4. Pediatric Trauma Assessment
4.1. What are the Features Specific to Pediatric Patients?
There are specific differences between children and adults to be considered in emergency settings. Children are at a disproportionately increased risk for different reasons:
- High respiratory rate: Children are more vulnerable to aerosolized agents, chemicals, carbon monoxide, etc.
- Less fluid reserve: Children are more susceptible to dehydration.
- Less circulating volume: Smaller amounts of blood loss can lead to hypovolemic shock.
- Developmental vulnerabilities: Infants and toddlers are less able to escape a disaster; they cannot follow directions or make immediate choices.
- Anatomic and physiologic differences:
- Prominent occiput: Flexion of the neck on spine boards.
- Increased amount of secretions: May require more suctioning.
- Infants <3 months are obligate nose breathers: Susceptible to anatomic obstruction and infections.
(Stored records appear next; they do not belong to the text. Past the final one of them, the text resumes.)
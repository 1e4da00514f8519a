//! Version-dependent block assets.
//!
//! Block ids are stable inside this crate; what changes between game versions
//! is how they are named (the 1.13 "flattening" renamed most blocks) and
//! which texture atlas is used. Unknown versions fall back to the newest
//! naming so a renderer can always be constructed.

use crate::{Error, Result};
use image::{ImageOutputFormat, Luma, Rgba, RgbaImage};
use std::io::Cursor;
use std::path::PathBuf;

/// Edge length of one atlas tile, in pixels.
pub const TILE_SIZE: u32 = 16;
/// Tiles per atlas row and column.
pub const ATLAS_TILES: u32 = 4;

pub mod block {
    pub const AIR: u16 = crate::world_view::AIR;
    pub const STONE: u16 = 1;
    pub const GRASS: u16 = 2;
    pub const DIRT: u16 = 3;
    pub const COBBLESTONE: u16 = 4;
    pub const PLANKS: u16 = 5;
    pub const LOG: u16 = 6;
    pub const LEAVES: u16 = 7;
    pub const SAND: u16 = 8;
    pub const WATER: u16 = 9;
    pub const BEDROCK: u16 = 10;
    pub const GRAVEL: u16 = 11;
}

struct BlockDef {
    legacy: &'static str,
    flattened: &'static str,
    tint: [u8; 3],
    tile: u32,
}

const BLOCKS: [BlockDef; 12] = [
    BlockDef { legacy: "air", flattened: "air", tint: [0, 0, 0], tile: 0 },
    BlockDef { legacy: "stone", flattened: "stone", tint: [125, 125, 125], tile: 1 },
    BlockDef { legacy: "grass", flattened: "grass_block", tint: [95, 159, 53], tile: 2 },
    BlockDef { legacy: "dirt", flattened: "dirt", tint: [134, 96, 67], tile: 3 },
    BlockDef { legacy: "cobblestone", flattened: "cobblestone", tint: [110, 110, 110], tile: 4 },
    BlockDef { legacy: "planks", flattened: "oak_planks", tint: [162, 130, 78], tile: 5 },
    BlockDef { legacy: "log", flattened: "oak_log", tint: [102, 81, 50], tile: 6 },
    BlockDef { legacy: "leaves", flattened: "oak_leaves", tint: [60, 120, 40], tile: 7 },
    BlockDef { legacy: "sand", flattened: "sand", tint: [219, 207, 163], tile: 8 },
    BlockDef { legacy: "water", flattened: "water", tint: [47, 67, 244], tile: 9 },
    BlockDef { legacy: "bedrock", flattened: "bedrock", tint: [60, 60, 60], tile: 10 },
    BlockDef { legacy: "gravel", flattened: "gravel", tint: [136, 126, 126], tile: 11 },
];

/// Newest naming scheme, used for unrecognized versions.
pub const LATEST_VERSION: &str = "1.20.4";

/// Block naming and tinting for one game version
#[derive(Debug, Clone, PartialEq, Eq)]
pub struct BlockPalette {
    version: String,
    flattened: bool,
}

impl BlockPalette {
    pub fn for_version(version: &str) -> Self {
        match parse_minor(version) {
            Some(minor) => Self {
                version: version.to_string(),
                flattened: minor >= 13,
            },
            None => {
                log::warn!(
                    "unrecognized game version '{}', using {} block assets",
                    version,
                    LATEST_VERSION
                );
                Self {
                    version: LATEST_VERSION.to_string(),
                    flattened: true,
                }
            }
        }
    }

    /// Version whose assets are actually used
    pub fn version(&self) -> &str {
        &self.version
    }

    pub fn is_flattened(&self) -> bool {
        self.flattened
    }

    pub fn name(&self, id: u16) -> Option<&'static str> {
        BLOCKS
            .get(id as usize)
            .map(|b| if self.flattened { b.flattened } else { b.legacy })
    }

    /// Reverse lookup, accepting an optional `minecraft:` namespace
    pub fn id(&self, name: &str) -> Option<u16> {
        let name = name.strip_prefix("minecraft:").unwrap_or(name);
        BLOCKS
            .iter()
            .position(|b| (if self.flattened { b.flattened } else { b.legacy }) == name)
            .map(|i| i as u16)
    }

    /// Base color multiplied into the grayscale atlas tile
    pub fn tint(&self, id: u16) -> [u8; 3] {
        BLOCKS.get(id as usize).map_or([255, 0, 255], |b| b.tint)
    }

    /// Atlas tile index
    pub fn tile(&self, id: u16) -> u32 {
        BLOCKS.get(id as usize).map_or(0, |b| b.tile)
    }

    pub fn is_air(&self, id: u16) -> bool {
        id == block::AIR
    }
}

/// `"1.12.2"` -> `12`; `None` for anything that is not a 1.x version string.
fn parse_minor(version: &str) -> Option<u32> {
    let mut parts = version.trim().split('.');
    if parts.next()? != "1" {
        return None;
    }
    parts.next()?.parse().ok()
}

/// Texture coordinates of a tile as (min, max), v growing downward
pub fn tile_uv(tile: u32) -> ([f32; 2], [f32; 2]) {
    let step = 1.0 / ATLAS_TILES as f32;
    let (col, row) = ((tile % ATLAS_TILES) as f32, (tile / ATLAS_TILES) as f32);
    ([col * step, row * step], [(col + 1.0) * step, (row + 1.0) * step])
}

/// Locates atlas images on disk, synthesizing one when none is installed.
#[derive(Debug, Clone, Default)]
pub struct AssetStore {
    dir: Option<PathBuf>,
}

impl AssetStore {
    pub fn new(dir: Option<PathBuf>) -> Self {
        Self { dir }
    }

    /// Encoded PNG atlas for the palette's version.
    pub fn atlas_png(&self, palette: &BlockPalette) -> Result<Vec<u8>> {
        if let Some(dir) = &self.dir {
            let path = dir.join(palette.version()).join("blocks.png");
            if path.is_file() {
                log::info!("loading block atlas from {}", path.display());
                return std::fs::read(&path)
                    .map_err(|e| Error::InitializationError(format!("{}: {}", path.display(), e)));
            }
            log::debug!("no atlas at {}, synthesizing", path.display());
        }
        encode_png(&synthetic_atlas())
    }
}

/// Deterministic grayscale atlas; blocks get their color from the tint.
pub fn synthetic_atlas() -> RgbaImage {
    let size = TILE_SIZE * ATLAS_TILES;
    RgbaImage::from_fn(size, size, |x, y| {
        let tile = (y / TILE_SIZE) * ATLAS_TILES + x / TILE_SIZE;
        let (lx, ly) = (x % TILE_SIZE, y % TILE_SIZE);
        let Luma([l]) = texel(tile, lx, ly);
        // darker rim so block edges stay visible
        let edge = lx == 0 || ly == 0 || lx == TILE_SIZE - 1 || ly == TILE_SIZE - 1;
        let l = if edge { l.saturating_sub(40) } else { l };
        Rgba([l, l, l, 255])
    })
}

fn texel(tile: u32, x: u32, y: u32) -> Luma<u8> {
    let mut h = tile
        .wrapping_mul(0x9E37_79B9)
        .wrapping_add(x.wrapping_mul(0x85EB_CA6B))
        .wrapping_add(y.wrapping_mul(0xC2B2_AE35));
    h ^= h >> 15;
    h = h.wrapping_mul(0x2C1B_3C6D);
    h ^= h >> 12;
    Luma([200 + (h % 56) as u8])
}

fn encode_png(img: &RgbaImage) -> Result<Vec<u8>> {
    let mut out = Cursor::new(Vec::new());
    image::DynamicImage::ImageRgba8(img.clone()).write_to(&mut out, ImageOutputFormat::Png)?;
    Ok(out.into_inner())
}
- Relatively larger tongue compared with mandible: May make use of bagvalve-mask or intubation difficult.
- Large adenoids: Bleeding is common, especially with nasal intubations.
- Flexible omega-shaped epiglottis, with anterior location: Intubation and visualization of the larynx require lifting the epiglottis with a straight blade.
- Smaller diameter of the subglottic region until about age 8; therefore, noncuffed endotracheal tubes (ETTs) are used until ~8 years of age to avoid cuff trauma.
There are specific differences between children and adults to be considered in emergency settings.